サユの表情は、すごく興味津々ってのと、すごく驚いたっての、半々くらい。でもそれは決しておもしろがっているようには見えなくて、あたしはどんな顔をしたらいいのかわからなかった。
「……あ! ごめん、ゆりちゃんたちのいる前でこんな話」
サユはもうあたしが三宅に告白されたってことを確信しているみたいだ。
「つい興奮しちゃって……。だって誰がどう見ても三宅はずっといーちゃんのこと好きだったよ。気付いてないのなんて当人どうしだけってくらいで」
「そんなんじゃないよ」
言い訳みたいにしゃべるサユの言葉を制するように、あたしは声を出した。自分でも意外なほどパキッとした声だった。

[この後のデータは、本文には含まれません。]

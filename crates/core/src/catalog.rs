//! Page catalog: labels and lookup tables known at page load
//!
//! The catalog carries what a rendered page embeds in its markup: the label
//! of every executable, environment, benchmark and baseline, the benchmark
//! groups of the comparison view, the executable-to-project matrix and the
//! revision choices of the changes view, and the timeline defaults.

use crate::error::{Error, Result};
use crate::selection::TimelineDefaults;
use serde::{Deserialize, Serialize};
use std::collections::BTreeMap;
use std::path::Path;

/// A selectable item with a display label
#[derive(Debug, Clone, PartialEq, Serialize, Deserialize)]
pub struct Entry {
    /// Value of the input control (executable key, environment id, ...)
    pub id: String,
    /// Text of the control's label
    pub label: String,
    /// Owning project, for executables
    #[serde(default, skip_serializing_if = "Option::is_none")]
    pub project: Option<String>,
}

impl Entry {
    pub fn new(id: impl Into<String>, label: impl Into<String>) -> Self {
        Self {
            id: id.into(),
            label: label.into(),
            project: None,
        }
    }

    pub fn with_project(mut self, project: impl Into<String>) -> Self {
        self.project = Some(project.into());
        self
    }
}

/// A benchmark: numeric id plus its name
#[derive(Debug, Clone, PartialEq, Serialize, Deserialize)]
pub struct BenchmarkEntry {
    pub id: String,
    pub name: String,
}

/// Benchmarks sharing a unit, drawn together on one comparison chart
#[derive(Debug, Clone, PartialEq, Serialize, Deserialize)]
pub struct UnitGroup {
    /// Unit title, e.g. "Time"
    pub title: String,
    pub benchmark_ids: Vec<String>,
    /// Suffix such as " (less is better)"
    pub lessisbetter: String,
    /// Unit, e.g. "seconds"
    pub units: String,
}

/// A revision choice in the changes view
#[derive(Debug, Clone, PartialEq, Serialize, Deserialize)]
pub struct RevisionOption {
    pub label: String,
    pub commitid: String,
}

/// All page-load lookup data
#[derive(Debug, Clone, Default, PartialEq, Serialize, Deserialize)]
pub struct Catalog {
    #[serde(default)]
    pub executables: Vec<Entry>,
    #[serde(default)]
    pub environments: Vec<Entry>,
    #[serde(default)]
    pub benchmarks: Vec<BenchmarkEntry>,
    #[serde(default)]
    pub baselines: Vec<Entry>,
    #[serde(default)]
    pub bench_units: Vec<UnitGroup>,
    /// Revision choices keyed by project name
    #[serde(default)]
    pub revisions: BTreeMap<String, Vec<RevisionOption>>,
    #[serde(default)]
    pub timeline_defaults: TimelineDefaults,
}

impl Catalog {
    /// Load a catalog from a JSON file; a missing file yields an empty catalog
    pub fn load_from_file(path: &Path) -> Result<Self> {
        if !path.exists() {
            return Ok(Self::default());
        }

        let content = std::fs::read_to_string(path).map_err(|e| Error::FileReadError {
            path: path.display().to_string(),
            source: e,
        })?;

        let catalog: Self = serde_json::from_str(&content)?;
        Ok(catalog)
    }

    /// Label of an executable, falling back to its key
    pub fn executable_label(&self, id: &str) -> String {
        label_of(&self.executables, id)
    }

    pub fn environment_label(&self, id: &str) -> String {
        label_of(&self.environments, id)
    }

    /// Label of a baseline choice, falling back to the executable label
    pub fn baseline_label(&self, key: &str) -> String {
        self.baselines
            .iter()
            .find(|b| b.id == key)
            .map(|b| b.label.clone())
            .unwrap_or_else(|| self.executable_label(key))
    }

    /// Name of a benchmark by id, falling back to the id
    pub fn benchmark_label(&self, id: &str) -> String {
        self.benchmarks
            .iter()
            .find(|b| b.id == id)
            .map(|b| b.name.clone())
            .unwrap_or_else(|| id.to_string())
    }

    /// Position of an executable in the catalog (input order)
    pub fn executable_index(&self, id: &str) -> Option<usize> {
        self.executables.iter().position(|e| e.id == id)
    }

    /// Project an executable belongs to
    pub fn project_of(&self, executable: &str) -> Option<&str> {
        self.executables
            .iter()
            .find(|e| e.id == executable)
            .and_then(|e| e.project.as_deref())
    }

    /// Revision choices of a project
    pub fn revisions_for(&self, project: &str) -> &[RevisionOption] {
        self.revisions
            .get(project)
            .map(Vec::as_slice)
            .unwrap_or(&[])
    }
}

fn label_of(entries: &[Entry], id: &str) -> String {
    entries
        .iter()
        .find(|e| e.id == id)
        .map(|e| e.label.clone())
        .unwrap_or_else(|| id.to_string())
}

#[cfg(test)]
mod tests {
    use super::*;

    fn sample() -> Catalog {
        Catalog {
            executables: vec![
                Entry::new("1", "CPython").with_project("CPython"),
                Entry::new("2", "PyPy").with_project("PyPy"),
            ],
            environments: vec![Entry::new("1", "Dual Core")],
            benchmarks: vec![BenchmarkEntry {
                id: "3".to_string(),
                name: "float".to_string(),
            }],
            ..Default::default()
        }
    }

    #[test]
    fn test_labels_fall_back_to_id() {
        let catalog = sample();
        assert_eq!(catalog.executable_label("2"), "PyPy");
        assert_eq!(catalog.executable_label("9"), "9");
        assert_eq!(catalog.benchmark_label("3"), "float");
        assert_eq!(catalog.environment_label("1"), "Dual Core");
    }

    #[test]
    fn test_baseline_label_uses_executable_when_unknown() {
        let catalog = sample();
        assert_eq!(catalog.baseline_label("1"), "CPython");
    }

    #[test]
    fn test_project_lookup() {
        let catalog = sample();
        assert_eq!(catalog.project_of("2"), Some("PyPy"));
        assert_eq!(catalog.project_of("7"), None);
        assert!(catalog.revisions_for("PyPy").is_empty());
    }

    #[test]
    fn test_load_missing_file_is_empty() {
        let catalog = Catalog::load_from_file(Path::new("/nonexistent/catalog.json")).unwrap();
        assert_eq!(catalog, Catalog::default());
    }

    #[test]
    fn test_deserialize_partial_catalog() {
        let json = r#"{"executables": [{"id": "1", "label": "CPython"}]}"#;
        let catalog: Catalog = serde_json::from_str(json).unwrap();
        assert_eq!(catalog.executables.len(), 1);
        assert!(catalog.bench_units.is_empty());
    }
}
//! Server response payloads
//!
//! Both JSON endpoints report failures in-band through an `error` field whose
//! value is the string `"None"` when everything went fine.

use chrono::{NaiveDate, NaiveDateTime};
use serde::de::{self, Deserializer};
use serde::ser::{SerializeSeq, Serializer};
use serde::{Deserialize, Serialize};
use serde_json::Value;
use std::collections::BTreeMap;

/// Value of the `error` field when the server reports success
pub const NO_ERROR: &str = "None";

fn no_error() -> String {
    NO_ERROR.to_string()
}

fn server_error(error: &str) -> Option<&str> {
    if error == NO_ERROR {
        None
    } else {
        Some(error)
    }
}

/// Results matrix: executable -> environment -> benchmark -> value
#[derive(Debug, Clone, Default, PartialEq, Serialize, Deserialize)]
pub struct ComparisonPayload {
    #[serde(default = "no_error")]
    pub error: String,
    #[serde(flatten)]
    pub results: BTreeMap<String, BTreeMap<String, BTreeMap<String, Option<f64>>>>,
}

impl ComparisonPayload {
    /// Server-reported error, if any
    pub fn error_message(&self) -> Option<&str> {
        server_error(&self.error)
    }

    /// Result of one executable/environment/benchmark; `None` when missing
    pub fn value(&self, executable: &str, environment: &str, benchmark: &str) -> Option<f64> {
        self.results
            .get(executable)
            .and_then(|envs| envs.get(environment))
            .and_then(|benches| benches.get(benchmark))
            .copied()
            .flatten()
    }
}

/// Response of the timeline endpoint
#[derive(Debug, Clone, Default, PartialEq, Deserialize)]
pub struct TimelinePayload {
    #[serde(default = "no_error")]
    pub error: String,
    /// "M" when rows carry median statistics
    #[serde(default)]
    pub data_type: Option<String>,
    #[serde(default)]
    pub timelines: Vec<Timeline>,
}

impl TimelinePayload {
    pub fn error_message(&self) -> Option<&str> {
        server_error(&self.error)
    }
}

/// Time series of one benchmark
#[derive(Debug, Clone, PartialEq, Deserialize)]
pub struct Timeline {
    #[serde(deserialize_with = "id_string")]
    pub benchmark_id: String,
    pub benchmark: String,
    #[serde(default)]
    pub benchmark_description: Option<String>,
    pub units: String,
    /// Suffix such as " (less is better)"
    pub lessisbetter: String,
    #[serde(default)]
    pub data_type: Option<String>,
    /// Flat reference line, `"None"` on the wire when absent
    #[serde(default, deserialize_with = "baseline_points")]
    pub baseline: Option<Vec<BaselinePoint>>,
    /// branch -> executable id -> rows (newest first)
    #[serde(default)]
    pub branches: BTreeMap<String, BTreeMap<String, Vec<TimelinePoint>>>,
}

impl Timeline {
    /// Whether rows carry median/quartile statistics
    pub fn is_median(&self, payload_kind: Option<&str>) -> bool {
        self.data_type.as_deref().or(payload_kind) == Some("M")
    }
}

/// A point of the baseline reference line
#[derive(Debug, Clone, PartialEq, Serialize, Deserialize)]
pub struct BaselinePoint(pub String, pub f64);

/// Statistics attached to a timeline row
#[derive(Debug, Clone, Copy, PartialEq)]
pub enum PointStats {
    Mean {
        std_dev: Option<f64>,
    },
    Median {
        max: Option<f64>,
        q3: Option<f64>,
        q1: Option<f64>,
        min: Option<f64>,
    },
}

/// One row of a timeline series.
///
/// On the wire this is either `[date, value, std_dev, commit, tag]` or
/// `[date, value, max, q3, q1, min, commit, tag]`; empty strings stand for
/// missing statistics.
#[derive(Debug, Clone, PartialEq)]
pub struct TimelinePoint {
    pub date: String,
    pub value: f64,
    pub stats: PointStats,
    pub commit: String,
    pub tag: String,
}

impl TimelinePoint {
    /// Parsed commit date
    pub fn timestamp(&self) -> Option<NaiveDateTime> {
        parse_date(&self.date)
    }

    fn from_row(row: Vec<Value>) -> Result<Self, String> {
        let date = text(&row[0]);
        let value = row[1]
            .as_f64()
            .ok_or_else(|| format!("non-numeric value {} for {}", row[1], date))?;

        let stats = match row.len() {
            5 => PointStats::Mean {
                std_dev: number(&row[2]),
            },
            8 => PointStats::Median {
                max: number(&row[2]),
                q3: number(&row[3]),
                q1: number(&row[4]),
                min: number(&row[5]),
            },
            n => return Err(format!("unexpected row length {}", n)),
        };

        Ok(Self {
            date,
            value,
            stats,
            commit: text(&row[row.len() - 2]),
            tag: text(&row[row.len() - 1]),
        })
    }
}

impl<'de> Deserialize<'de> for TimelinePoint {
    fn deserialize<D: Deserializer<'de>>(deserializer: D) -> Result<Self, D::Error> {
        let row = Vec::<Value>::deserialize(deserializer)?;
        if row.len() < 2 {
            return Err(de::Error::custom(format!(
                "timeline row too short: {} items",
                row.len()
            )));
        }
        TimelinePoint::from_row(row).map_err(de::Error::custom)
    }
}

impl Serialize for TimelinePoint {
    fn serialize<S: Serializer>(&self, serializer: S) -> Result<S::Ok, S::Error> {
        let stats: Vec<Option<f64>> = match self.stats {
            PointStats::Mean { std_dev } => vec![std_dev],
            PointStats::Median { max, q3, q1, min } => vec![max, q3, q1, min],
        };

        let mut seq = serializer.serialize_seq(Some(stats.len() + 4))?;
        seq.serialize_element(&self.date)?;
        seq.serialize_element(&self.value)?;
        for stat in stats {
            match stat {
                Some(v) => seq.serialize_element(&v)?,
                None => seq.serialize_element("")?,
            }
        }
        seq.serialize_element(&self.commit)?;
        seq.serialize_element(&self.tag)?;
        seq.end()
    }
}

/// Parse the date formats the timeline endpoint emits
pub fn parse_date(date: &str) -> Option<NaiveDateTime> {
    const FORMATS: [&str; 4] = [
        "%Y-%m-%dT%H:%M:%S%.f",
        "%Y-%m-%d %H:%M:%S%.f",
        "%Y/%m/%d %H:%M:%S",
        "%Y-%m-%dT%H:%M:%S%.f%:z",
    ];

    let date = date.trim();
    FORMATS
        .iter()
        .find_map(|fmt| NaiveDateTime::parse_from_str(date, fmt).ok())
        .or_else(|| {
            NaiveDate::parse_from_str(date, "%Y-%m-%d")
                .ok()
                .and_then(|d| d.and_hms_opt(0, 0, 0))
        })
}

fn number(value: &Value) -> Option<f64> {
    match value {
        Value::Number(n) => n.as_f64(),
        Value::String(s) => s.trim().parse().ok(),
        _ => None,
    }
}

fn text(value: &Value) -> String {
    match value {
        Value::String(s) => s.clone(),
        Value::Null => String::new(),
        other => other.to_string(),
    }
}

fn id_string<'de, D: Deserializer<'de>>(deserializer: D) -> Result<String, D::Error> {
    let value = Value::deserialize(deserializer)?;
    Ok(text(&value))
}

fn baseline_points<'de, D: Deserializer<'de>>(
    deserializer: D,
) -> Result<Option<Vec<BaselinePoint>>, D::Error> {
    let value = Value::deserialize(deserializer)?;
    match value {
        Value::Array(_) => serde_json::from_value(value)
            .map(Some)
            .map_err(de::Error::custom),
        _ => Ok(None),
    }
}

#[cfg(test)]
mod tests {
    use super::*;
    use pretty_assertions::assert_eq;

    #[test]
    fn test_comparison_payload_flattened_matrix() {
        let json = r#"{
            "error": "None",
            "1+L+default": {"1": {"3": 1.5, "4": null}},
            "2+L+default": {"1": {"3": 3.0}}
        }"#;
        let payload: ComparisonPayload = serde_json::from_str(json).unwrap();

        assert_eq!(payload.error_message(), None);
        assert_eq!(payload.results.len(), 2);
        assert_eq!(payload.value("1+L+default", "1", "3"), Some(1.5));
        assert_eq!(payload.value("1+L+default", "1", "4"), None);
        assert_eq!(payload.value("9", "1", "3"), None);
    }

    #[test]
    fn test_comparison_payload_error() {
        let payload: ComparisonPayload =
            serde_json::from_str(r#"{"error": "Unknown error"}"#).unwrap();
        assert_eq!(payload.error_message(), Some("Unknown error"));
    }

    #[test]
    fn test_timeline_mean_rows() {
        let json = r#"{
            "error": "None",
            "timelines": [{
                "benchmark_id": 3,
                "benchmark": "float",
                "benchmark_description": "",
                "units": "seconds",
                "lessisbetter": " (less is better)",
                "baseline": "None",
                "branches": {"default": {"1": [
                    ["2011-05-12T10:22:33", 0.25, "", "abc123", "default"],
                    ["2011-05-11T10:22:33", 0.3, 0.01, "abc122", "default"]
                ]}}
            }]
        }"#;
        let payload: TimelinePayload = serde_json::from_str(json).unwrap();
        let timeline = &payload.timelines[0];

        assert_eq!(timeline.benchmark_id, "3");
        assert_eq!(timeline.baseline, None);
        assert!(!timeline.is_median(payload.data_type.as_deref()));

        let rows = &timeline.branches["default"]["1"];
        assert_eq!(rows[0].commit, "abc123");
        assert_eq!(rows[0].stats, PointStats::Mean { std_dev: None });
        assert_eq!(rows[1].stats, PointStats::Mean { std_dev: Some(0.01) });
    }

    #[test]
    fn test_timeline_median_rows_and_baseline() {
        let json = r#"{
            "error": "None",
            "data_type": "M",
            "timelines": [{
                "benchmark_id": "7",
                "benchmark": "ai",
                "units": "seconds",
                "lessisbetter": " (less is better)",
                "baseline": [["2011-05-01 00:00:00", 1.0], ["2011-05-12 00:00:00", 1.0]],
                "branches": {"default": {"2": [
                    ["2011-05-12 00:00:00", 1.1, 1.5, 1.3, 0.9, 0.8, "f00", "v1"]
                ]}}
            }]
        }"#;
        let payload: TimelinePayload = serde_json::from_str(json).unwrap();
        let timeline = &payload.timelines[0];

        assert!(timeline.is_median(payload.data_type.as_deref()));
        assert_eq!(timeline.baseline.as_ref().map(Vec::len), Some(2));

        let row = &timeline.branches["default"]["2"][0];
        assert_eq!(
            row.stats,
            PointStats::Median {
                max: Some(1.5),
                q3: Some(1.3),
                q1: Some(0.9),
                min: Some(0.8)
            }
        );
        assert_eq!(row.tag, "v1");
    }

    #[test]
    fn test_point_serializes_back_to_row() {
        let point = TimelinePoint {
            date: "2011-05-12 00:00:00".to_string(),
            value: 2.0,
            stats: PointStats::Mean { std_dev: None },
            commit: "abc".to_string(),
            tag: "".to_string(),
        };
        let json = serde_json::to_string(&point).unwrap();
        assert_eq!(json, r#"["2011-05-12 00:00:00",2.0,"","abc",""]"#);
    }

    #[test]
    fn test_bad_row_length_is_rejected() {
        let result: Result<TimelinePoint, _> =
            serde_json::from_str(r#"["2011-05-12", 1.0, 2.0]"#);
        assert!(result.is_err());
    }

    #[test]
    fn test_parse_date_formats() {
        assert!(parse_date("2011-05-12T10:22:33").is_some());
        assert!(parse_date("2011-05-12 10:22:33").is_some());
        assert!(parse_date("2011/05/12 10:22:33").is_some());
        assert!(parse_date("2011-05-12").is_some());
        assert!(parse_date("yesterday").is_none());
    }
}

「三宅には、ちょっといろいろあったことを謝られただけ。ぜんぜんそういうんじゃない」
すごく嫌。三宅のまっすぐな気持ちを突き返すしかできなかったことも、いまこんな言い方しかできないことも、おじさんの前でこんな話をしてしまったことも。
すごくいらいらする。
「ごめん、いーちゃん、わたしの早とちりで」
サユが怯えたように言ったので、はっとした。
「……違うの。ごめん、怒ってるんじゃないよ、サユ」
サイテーだ。このもやもやをよりにもよってサユにぶつけてしまうなんて。